Sunday, December 7, 2008

Newspapers -- in need of fiscal resuscitation?

Ed Kemmick offers an elegy for the disappearing newspaper, a noble beast that once thundered in huge herds across this country.

We sympathize, although not to the point of believing that newspapers should receive government subsidies. Perhaps Kemmick was in jest, but as we pointed out some time ago, The Nation wasn't when it proposed just that. Exhibit A in why newspapers should be subsidized, including and perhaps especially in Montana, was the fact that Jon Tester became U.S. Senator Jon Tester.

It seems quaint now, with Democrats worrying in this past election cycle only about whether they could get a filibuster-proof majority, but The Fate of Humanity Itself hung in the balance here in Montana just a couple of years ago, and as The Nation describes it, Montana's newspapers delivered the goods for Jon Tester and made the difference in getting him elected. They almost helped deliver Montana for Obama (may his enemies cringe at the fearful sound of his name) in the last election cycle.

So why exactly do we sympathize, especially when the Billings Gazette endorsed Democrats in 5 of the 6 competitive statewide races this election season (and saved its most tepid "well if we have to say it we suppose there's no real reason to vote against him so OK go ahead if you really feel you need to maybe" endorsement for the lone Republican they endorsed -- Brad Johnson?

Well, just call us suckers for a lost cause -- that's what conservatives are good at, right?

It just isn't the same looking at news on the web -- it's that simple. Newspapers go deep in the MH psyche, seated somewhere near the brainstem, going back to the mists of time when the daily paper arrived two days late because it had to be delivered first by rail to the nearest town, and then via rural mail to a certain isolated homestead. A summary of any truly breaking news had already been learned by radio or by watching John Chancellor on a fuzzy black-and-white screen, but it somehow didn't seem like real news until that crackle of an opening grey newspaper said it was so.

In the days before digital recording allowed one to pause a program, or to rewind and listen to a particular piece again, only print news allowed that luxury. You could even cut out the clipping and show it to someone else who didn't get the paper, or even save it. Wow.

Then came the wonders of big city life and the magic of having a daily paper (for a while, even two daily papers -- morning and evening) delivered to one's door. While the sky might be clear, one really didn't know that the world wasn't coming to an end until one opened the morning paper and saw that the headlines were about something mundane like a superpower summit meeting or an energy crisis. Then came settling down over a cup of coffee for a more leisurely perusal. Death to any visitor who suggested turning on the television or radio in the morning -- like drinking alcohol, there is a time before which civilized people just don't do certain things.

Just because -- that's why.

So, while MH has heard many conservatives, like so many old warrior-athletes comparing scars, one-up each other by saying how long ago they cancelled their subscription to the Gazette, we've never been able to bring ourselves to do it, no matter how unhappy we might be over political coverage from time to time.

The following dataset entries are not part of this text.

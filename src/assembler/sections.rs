/*!
 * Splitting parsed blocks into program sections.
 *
 * Each top-level statement is cut out of its block as whole source lines
 * together with the comment lines directly above it, then filed as the
 * module docstring, an import, a function, a class, a global assignment or
 * main code.
 */

use once_cell::sync::Lazy;
use regex::Regex;

use super::formatting::dedent;
use super::imports::ImportSet;
use crate::python::ast::*;

pub const CONSTANTS_HEADING: &str = "# Constants";
pub const VARIABLES_HEADING: &str = "# Global variables";

static CONSTANT_NAME: Lazy<Regex> = Lazy::new(|| Regex::new(r"^_*[A-Z][A-Z0-9_]*$").unwrap());

/// A named top-level definition and its source
#[derive(Debug, Clone, PartialEq)]
pub struct Definition {
    pub name: String,
    pub code: String,
}

#[derive(Debug, Clone, PartialEq)]
pub struct Assignment {
    pub code: String,
    pub is_constant: bool,
}

#[derive(Debug, Default)]
pub struct Sections {
    pub docstring: Option<String>,
    pub imports: ImportSet,
    pub functions: Vec<Definition>,
    pub classes: Vec<Definition>,
    pub globals: Vec<Assignment>,
    pub main: Vec<String>,
    /// Some block already ran its main code under a `__main__` guard
    pub main_guard: bool,
}

/// Source text of one top-level statement
pub struct Segment<'m> {
    pub stmt: &'m Stmt,
    pub text: String,
}

/// Cuts `body` out of `source` as whole lines, attaching the comment lines
/// found between the previous statement and each statement.
///
/// `after_line` is the last line before the first statement that belongs to
/// someone else (0 for a module). Statements sharing a line with a neighbour
/// are cut by their exact span instead.
pub fn segments<'m>(source: &str, body: &'m [Stmt], after_line: usize) -> (Vec<Segment<'m>>, Vec<String>) {
    let lines: Vec<&str> = source.split('\n').collect();
    let mut result = Vec::with_capacity(body.len());
    let mut previous_end = after_line;

    for (index, stmt) in body.iter().enumerate() {
        let shares_line = (index > 0 && body[index - 1].span.end_line == stmt.span.line)
            || body.get(index + 1).is_some_and(|next| next.span.line == stmt.span.end_line);

        let comments = comment_lines(&lines, previous_end, stmt.span.line.saturating_sub(1));
        let own = if shares_line {
            stmt.span.slice(source).unwrap_or_default().trim().to_string()
        } else {
            line_range(&lines, stmt.span.line, stmt.span.end_line)
        };

        let mut text = comments.join("\n");
        if !text.is_empty() {
            text.push('\n');
        }
        text.push_str(own.trim_end());
        result.push(Segment { stmt, text });
        previous_end = previous_end.max(stmt.span.end_line);
    }

    let trailing = comment_lines(&lines, previous_end, lines.len());
    (result, trailing)
}

/// Comment lines in the 1-based range `(after, through]`, minus section headings
fn comment_lines(lines: &[&str], after: usize, through: usize) -> Vec<String> {
    if through <= after {
        return Vec::new();
    }
    lines
        .iter()
        .take(through.min(lines.len()))
        .skip(after)
        .map(|line| line.trim_end())
        .filter(|line| {
            let trimmed = line.trim_start();
            trimmed.starts_with('#') && trimmed != CONSTANTS_HEADING && trimmed != VARIABLES_HEADING
        })
        .map(str::to_string)
        .collect()
}

fn line_range(lines: &[&str], first: usize, last: usize) -> String {
    let first = first.max(1);
    let last = last.max(first).min(lines.len());
    lines[first - 1..last].join("\n")
}

/// True for `if __name__ == "__main__":` without an else branch
pub fn is_main_guard(stmt: &Stmt) -> bool {
    let StmtKind::If { test, orelse, .. } = &stmt.kind else {
        return false;
    };
    if !orelse.is_empty() {
        return false;
    }
    match &test.kind {
        ExprKind::Compare { left, ops, comparators } => {
            ops.len() == 1
                && ops[0] == CmpOp::Eq
                && left.as_name() == Some("__name__")
                && comparators.first().is_some_and(|c| {
                    matches!(&c.kind, ExprKind::Constant(Constant::Str(s)) if s == "__main__")
                })
        }
        _ => false,
    }
}

fn is_constant_target(target: &Expr) -> bool {
    match &target.kind {
        ExprKind::Name { id, .. } => CONSTANT_NAME.is_match(id),
        ExprKind::Tuple { elts, .. } | ExprKind::List { elts, .. } => {
            !elts.is_empty() && elts.iter().all(is_constant_target)
        }
        _ => false,
    }
}

impl Sections {
    pub fn new() -> Self {
        Self::default()
    }

    /// Files every top-level statement of a parsed block
    pub fn add_module(&mut self, source: &str, module: &Module, allow_docstring: bool) {
        let (parts, trailing) = segments(source, &module.body, 0);

        for (index, segment) in parts.into_iter().enumerate() {
            let stmt = segment.stmt;
            match &stmt.kind {
                _ if index == 0 && stmt.is_docstring() => {
                    if allow_docstring && self.docstring.is_none() {
                        self.docstring = Some(segment.text);
                    }
                }
                StmtKind::Import(_) | StmtKind::ImportFrom { .. } => self.imports.add_statement(stmt),
                StmtKind::FunctionDef(def) => {
                    self.functions.push(Definition { name: def.name.clone(), code: segment.text })
                }
                StmtKind::ClassDef(def) => {
                    self.classes.push(Definition { name: def.name.clone(), code: segment.text })
                }
                StmtKind::Assign { targets, .. } => self.globals.push(Assignment {
                    is_constant: targets.iter().all(is_constant_target),
                    code: segment.text,
                }),
                StmtKind::AnnAssign { target, .. } => self.globals.push(Assignment {
                    is_constant: is_constant_target(target),
                    code: segment.text,
                }),
                StmtKind::If { body, .. } if is_main_guard(stmt) => {
                    self.main_guard = true;
                    let (inner, inner_trailing) = segments(source, body, stmt.span.line);
                    self.main.extend(inner.into_iter().map(|s| dedent(&s.text)));
                    if !inner_trailing.is_empty() {
                        self.main.push(dedent(&inner_trailing.join("\n")));
                    }
                }
                _ => self.main.push(segment.text),
            }
        }
        if !trailing.is_empty() {
            self.main.push(trailing.join("\n"));
        }
    }

    /// Adds a block that could not be parsed as one main-code chunk
    pub fn add_verbatim(&mut self, source: &str) {
        let text = source.trim_matches('\n').trim_end();
        if !text.is_empty() {
            self.main.push(dedent(text));
        }
    }

    /// Functions deduplicated by name; the last body wins at the first position
    pub fn merged_functions(&self) -> Vec<Definition> {
        merge_definitions(&self.functions)
    }

    pub fn merged_classes(&self) -> Vec<Definition> {
        merge_definitions(&self.classes)
    }

    /// Constants under their heading, then variables under theirs
    pub fn render_globals(&self) -> String {
        let constants: Vec<&str> =
            self.globals.iter().filter(|a| a.is_constant).map(|a| a.code.as_str()).collect();
        let variables: Vec<&str> =
            self.globals.iter().filter(|a| !a.is_constant).map(|a| a.code.as_str()).collect();

        let mut groups = Vec::new();
        if !constants.is_empty() {
            groups.push(format!("{}\n{}", CONSTANTS_HEADING, constants.join("\n")));
        }
        if !variables.is_empty() {
            groups.push(format!("{}\n{}", VARIABLES_HEADING, variables.join("\n")));
        }
        groups.join("\n\n")
    }
}

pub fn merge_definitions(definitions: &[Definition]) -> Vec<Definition> {
    let mut merged: Vec<Definition> = Vec::new();
    for definition in definitions {
        match merged.iter_mut().find(|d| d.name == definition.name) {
            Some(existing) => existing.code = definition.code.clone(),
            None => merged.push(definition.clone()),
        }
    }
    merged
}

How, after all, can one be a conservative dinosaur if one doesn't spend a fair amount of time with the news medium that dates back to before the Founding -- for as long as it lasts anyway? This business of canceling newspaper subscriptions and going paperless sounds, well, like another example of undue influence by neoconservatives if you ask us. Besides, the sports section, the hunting and fishing section, and the comics can generally be relied on to be free of bias (or at least of bias that would hurt anyone.)

And how can an unhappy conservative throw the paper down on the table or into the fireplace, calling it a dirty rotten lying rag, if one doesn't actually hold a dirty rotten lying rag in one's hands? We're just too old around here to change -- been doing it for too many decades. We still remember how those dirty rags picked on Nixon over stuff for which they would have given LBJ a free ride. Now you see the point -- closing a browser window emphatically just doesn't have the same satisfying effect. And on TV or the internet, we can go to conservative sites for news -- only in the daily paper is there that complete lack of competition that makes for a good old-fashioned gnashing of teeth.

Still -- subsidize those remaining daily newspapers? You know, the ones who, in terms of circulation, endorsed Obama by a ratio of 3 to 1? (Wonder which ones would get the inside track on the subsidies?) On the face of it, though, it sort of makes sense. After all, another old-fashioned and eminently civilized thing to do is to travel by train, but doing so requires government subsidies -- (even though there aren't enough subsidies to bring a train through the parts of Montana where most people in the state live.)

In a time, however, when those powers that might agitate for subsidizing major newspapers are also agitating for shutting down talk radio stations even though they don't require subsidies to stay afloat, it seems it would take logical gymnastics too painfully twisted even for The Nation.
No, just like so many other good things that have disappeared (like the Eagles with Don Felder in the lineup, the Chicago Symphony with Solti conducting, the good old college football system whereby no-one had a clue who the national champion was some years, or a federal government that only does what the Constitution says it can do,) we just have to enjoy newspapers while they are here, then talk nostalgically about them after they are gone.